Until passage of the Leahy-Smith America Invents Act (AIA), interference proceedings were a unique and important feature of the U.S. patent system. Interferences were declared when two different parties filed a patent application claiming the same invention.
In addition to relying upon the filing date of their patent applications, the parties could submit research records and testimony of inventors and corroborators in an effort to show that they were first to invent. No other patent system in the world used interferences. Instead, most countries have a first-to-file system, where a dispute between parties filing patent applications claiming the same invention is generally resolved by looking at who has the earliest filing date.
Under the AIA, the U.S. will move to a modified first-to-file system and interference proceedings will eventually be eliminated. But, interferences have not yet disappeared. The first-to-file law will not go into effect until March 16, 2013, and even after the first-to-file provisions become effective, the new law only applies to patent applications and patents with an effective filing date on or after March 16, 2013.
According to the Patent and Trademark Office (PTO), an application filed before that date would not be subject to the first -to-file provisions. The application will be treated under the first-to-invent provisions of the law in effect on Sept. 15, 2011 (before the enactment of AIA).
So, pending U.S. patent applications and issued patents may be subject to the interference laws for some time to come. There is, however, a provision in the AIA— section 6(f)(3)(A)) —that requires the PTO to issue regulations regarding the procedures under which an interference commenced before the effective date is to proceed. The PTO was given the options to dismiss the interference without prejudice to the filing of a petition for post grant review or to proceed under the old rules.

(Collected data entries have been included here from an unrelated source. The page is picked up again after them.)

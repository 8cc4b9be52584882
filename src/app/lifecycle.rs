use std::sync::Arc;
use std::time::Duration;

use anyhow::Context as _;
use chrono::Utc;

use crate::app::document_store::{DocumentFilter, DocumentStore};
use crate::app::model::{ContentStatus, Document, ExtractedContent};
use crate::app::state::{Event, RetryPolicy, apply};
use crate::error::{MAX_ERROR_MESSAGE_CHARS, truncate_chars};
use crate::formats::Section;

/// Drives documents through the extraction lifecycle against a store.
#[derive(Clone)]
pub struct JobLifecycle {
    pub(crate) store: Arc<dyn DocumentStore>,
    pub(crate) retry: RetryPolicy,
}

impl JobLifecycle {
    pub fn new(store: Arc<dyn DocumentStore>, retry: RetryPolicy) -> Self {
        Self { store, retry }
    }

    pub fn store(&self) -> &Arc<dyn DocumentStore> {
        &self.store
    }

    pub fn retry_policy(&self) -> RetryPolicy {
        self.retry
    }

    async fn load(&self, document_id: &str) -> anyhow::Result<Document> {
        self.store
            .get(document_id)
            .await
            .context("load document")?
            .ok_or_else(|| anyhow::anyhow!("document not found: {document_id}"))
    }

    /// Replaces the document's content and sections, then marks it
    /// `extracted`. Running it again with the same input leaves the same
    /// content, sections and status behind.
    pub async fn complete_extraction(
        &self,
        document_id: &str,
        content: ExtractedContent,
        sections: &[Section],
    ) -> anyhow::Result<Document> {
        if content.document_id != document_id {
            anyhow::bail!(
                "content belongs to {}, not {document_id}",
                content.document_id
            );
        }
        let mut document = self.load(document_id).await?;

        self.store
            .put_content(&content)
            .await
            .context("replace extracted content")?;
        self.store
            .replace_sections(document_id, sections)
            .await
            .context("replace sections")?;

        apply(&mut document, Event::Complete, Utc::now())?;
        self.store.put(&document).await.context("save document")?;
        tracing::debug!(
            document_id,
            chars = content.char_count,
            sections = sections.len(),
            "extraction completed"
        );
        Ok(document)
    }

    /// Marks an `extracting` document as `failed`. A report for a document
    /// that is no longer `extracting` is ignored and returns `false`.
    pub async fn fail_extraction(&self, document_id: &str, reason: &str) -> anyhow::Result<bool> {
        let mut document = self.load(document_id).await?;
        if let Err(err) = apply(&mut document, Event::Fail, Utc::now()) {
            tracing::warn!(document_id, %err, "ignoring failure report");
            return Ok(false);
        }
        document.error_message = Some(truncate_chars(reason, MAX_ERROR_MESSAGE_CHARS));
        let written = self
            .store
            .put_if_status(&document, &[ContentStatus::Extracting])
            .await
            .context("save document")?;
        if !written {
            tracing::warn!(document_id, "document changed before failure was recorded");
        }
        Ok(written)
    }

    /// Sends an `extracted` or `failed` document back to `pending`. With
    /// `force`, its content and sections are deleted once the status has
    /// flipped, so nothing stale is served while it waits.
    ///
    /// Returns `false` when the document changed underneath; nothing is
    /// deleted in that case.
    pub async fn requeue(&self, document_id: &str, force: bool) -> anyhow::Result<bool> {
        let mut document = self.load(document_id).await?;
        let from = document.content_status;
        apply(&mut document, Event::Requeue, Utc::now())?;

        if !self
            .store
            .put_if_status(&document, &[from])
            .await
            .context("save document")?
        {
            tracing::warn!(document_id, %from, "document changed before requeue was recorded");
            return Ok(false);
        }

        if force {
            self.store
                .delete_content(document_id)
                .await
                .context("delete extracted content")?;
            self.store
                .delete_sections(document_id)
                .await
                .context("delete sections")?;
        }
        Ok(true)
    }

    /// Resets `extracting` documents whose claim is older than `threshold`
    /// back to `pending`. A document that has used up its attempts is marked
    /// `failed` instead, so a claim that keeps crashing its worker stops
    /// being handed out. Returns every document that was moved.
    pub async fn reset_stale_claims(&self, threshold: Duration) -> anyhow::Result<Vec<Document>> {
        let now = Utc::now();
        let extracting = self
            .store
            .list(&DocumentFilter::with_status(ContentStatus::Extracting))
            .await
            .context("list extracting documents")?;

        let mut reset = Vec::new();
        for mut document in extracting {
            let elapsed = (now - document.claim_started_at())
                .to_std()
                .unwrap_or(Duration::ZERO);
            if elapsed <= threshold {
                continue;
            }
            let exhausted = document.attempts >= self.retry.max_attempts;
            if exhausted {
                apply(&mut document, Event::Fail, now)?;
                document.error_message = Some(format!(
                    "stuck in extracting for {} minutes, attempts exhausted ({}/{})",
                    elapsed.as_secs() / 60,
                    document.attempts,
                    self.retry.max_attempts
                ));
            } else {
                apply(&mut document, Event::ResetStale, now)?;
            }
            if !self
                .store
                .put_if_status(&document, &[ContentStatus::Extracting])
                .await
                .context("save document")?
            {
                continue;
            }
            tracing::warn!(
                document_id = %document.id,
                name = %document.display_name(),
                stuck_minutes = elapsed.as_secs() / 60,
                attempts = document.attempts,
                status = %document.content_status,
                "stuck extraction reset"
            );
            reset.push(document);
        }
        Ok(reset)
    }
}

It appears that the PTO has opted to go with the latter option. The proposed rules issued in early February indicate that interference proceedings will continue to be governed by the prior interference rules regulating contested cases and interferences, which will remain in effect so as to not disrupt ongoing interference proceedings.
Additionally, even after interferences become obsolete, one component of them will remain in a modified form: derivation proceedings. The new derivation proceedings were created to ensure that the first person to file a patent application is actually the true inventor. New rules have been proposed for these derivation proceedings and they will be conducted in a manner similar to the inter partes reviews and post grant reviews also introduced under the AIA.